I have a pixel-array like the array below and from that I want to distinguish the two "groups" of 1s. The plan is to do this in a large set of similar pixel-arrays so I need to find a way to do this efficient.

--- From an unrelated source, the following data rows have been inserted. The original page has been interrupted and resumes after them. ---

//! Name mapper (spec C4): public↔internal model name mapping, persisted in sqlite and
//! cached in memory so the hot path (resolving a public name on every request) never
//! touches the database.

use std::sync::Arc;

use agentbridge_protocol::ModelMapping;
use dashmap::DashMap;

use crate::persistence::{PersistError, Store};

pub struct NameMapper {
    store: Arc<Store>,
    cache: DashMap<String, String>,
    reverse: DashMap<String, String>,
}

impl NameMapper {
    /// Loads the full mapping table into the in-memory cache.
    pub async fn new(store: Arc<Store>) -> Result<Self, PersistError> {
        let mapper = Self {
            store,
            cache: DashMap::new(),
            reverse: DashMap::new(),
        };
        mapper.reload().await?;
        Ok(mapper)
    }

    async fn reload(&self) -> Result<(), PersistError> {
        self.cache.clear();
        self.reverse.clear();
        for mapping in self.store.list_mappings().await? {
            self.reverse.insert(mapping.internal_name.clone(), mapping.public_name.clone());
            self.cache.insert(mapping.public_name, mapping.internal_name);
        }
        Ok(())
    }

    /// Resolves a public model name to the internal name an agent expects. Falls back
    /// to the identity mapping (public name used verbatim) when no mapping exists.
    pub fn resolve(&self, public_name: &str) -> String {
        self.cache
            .get(public_name)
            .map(|kv| kv.value().clone())
            .unwrap_or_else(|| public_name.to_string())
    }

    /// Resolves an internal model name back to the public name clients see. Falls back
    /// to the identity mapping, symmetric with [`NameMapper::resolve`].
    pub fn internal_to_public(&self, internal_name: &str) -> String {
        self.reverse
            .get(internal_name)
            .map(|kv| kv.value().clone())
            .unwrap_or_else(|| internal_name.to_string())
    }

    pub async fn put(&self, mapping: ModelMapping) -> Result<(), PersistError> {
        self.store.put_mapping(mapping.clone()).await?;
        self.reverse.insert(mapping.internal_name.clone(), mapping.public_name.clone());
        self.cache.insert(mapping.public_name, mapping.internal_name);
        Ok(())
    }

    pub async fn delete(&self, public_name: &str) -> Result<(), PersistError> {
        self.store.delete_mapping(public_name.to_string()).await?;
        if let Some((_, internal_name)) = self.cache.remove(public_name) {
            self.reverse.remove(&internal_name);
        }
        Ok(())
    }

    pub fn list(&self) -> Vec<(String, String)> {
        self.cache.iter().map(|kv| (kv.key().clone(), kv.value().clone())).collect()
    }
}

#[cfg(test)]
mod tests {
    use super::*;
    use tempfile::NamedTempFile;

    async fn mapper() -> (NameMapper, NamedTempFile) {
        let file = NamedTempFile::new().unwrap();
        let store = Arc::new(Store::new(file.path()).unwrap());
        (NameMapper::new(store).await.unwrap(), file)
    }

    #[tokio::test]
    async fn unmapped_name_resolves_to_itself() {
        let (mapper, _file) = mapper().await;
        assert_eq!(mapper.resolve("gpt-local"), "gpt-local");
    }

    #[tokio::test]
    async fn put_then_resolve_returns_internal_name() {
        let (mapper, _file) = mapper().await;
        mapper.put(ModelMapping::new("gpt-local", "llama-3-8b")).await.unwrap();
        assert_eq!(mapper.resolve("gpt-local"), "llama-3-8b");
    }

    #[tokio::test]
    async fn delete_reverts_to_identity_resolution() {
        let (mapper, _file) = mapper().await;
        mapper.put(ModelMapping::new("gpt-local", "llama-3-8b")).await.unwrap();
        mapper.delete("gpt-local").await.unwrap();
        assert_eq!(mapper.resolve("gpt-local"), "gpt-local");
    }

    #[tokio::test]
    async fn unmapped_internal_name_resolves_to_itself() {
        let (mapper, _file) = mapper().await;
        assert_eq!(mapper.internal_to_public("llama-3-8b"), "llama-3-8b");
    }

    #[tokio::test]
    async fn resolve_and_internal_to_public_round_trip() {
        let (mapper, _file) = mapper().await;
        mapper.put(ModelMapping::new("gpt-local", "llama-3-8b")).await.unwrap();
        let internal = mapper.resolve("gpt-local");
        assert_eq!(mapper.internal_to_public(&internal), "gpt-local");
    }

    #[tokio::test]
    async fn delete_reverts_internal_to_public_to_identity() {
        let (mapper, _file) = mapper().await;
        mapper.put(ModelMapping::new("gpt-local", "llama-3-8b")).await.unwrap();
        mapper.delete("gpt-local").await.unwrap();
        assert_eq!(mapper.internal_to_public("llama-3-8b"), "llama-3-8b");
    }
}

Maybe I can add all the 1-positions to a separate array and do some search to find the ones connected, but it should be some better way. Is there any algorithms for finding connected components like this?

[
[0, 0, 0, 0, 0, 0, 0, 0, 0, 0, 0, 0, 0, 0, 0, 0, 0, 0, 0, 0]
[0, 0, 0, 0, 0, 0, 1, 1, 0, 0, 0, 0, 0, 0, 0, 0, 0, 0, 0, 0]
[0, 0, 0, 0, 0, 0, 1, 1, 1, 1, 1, 1, 1, 1, 0, 0, 0, 0, 0, 0]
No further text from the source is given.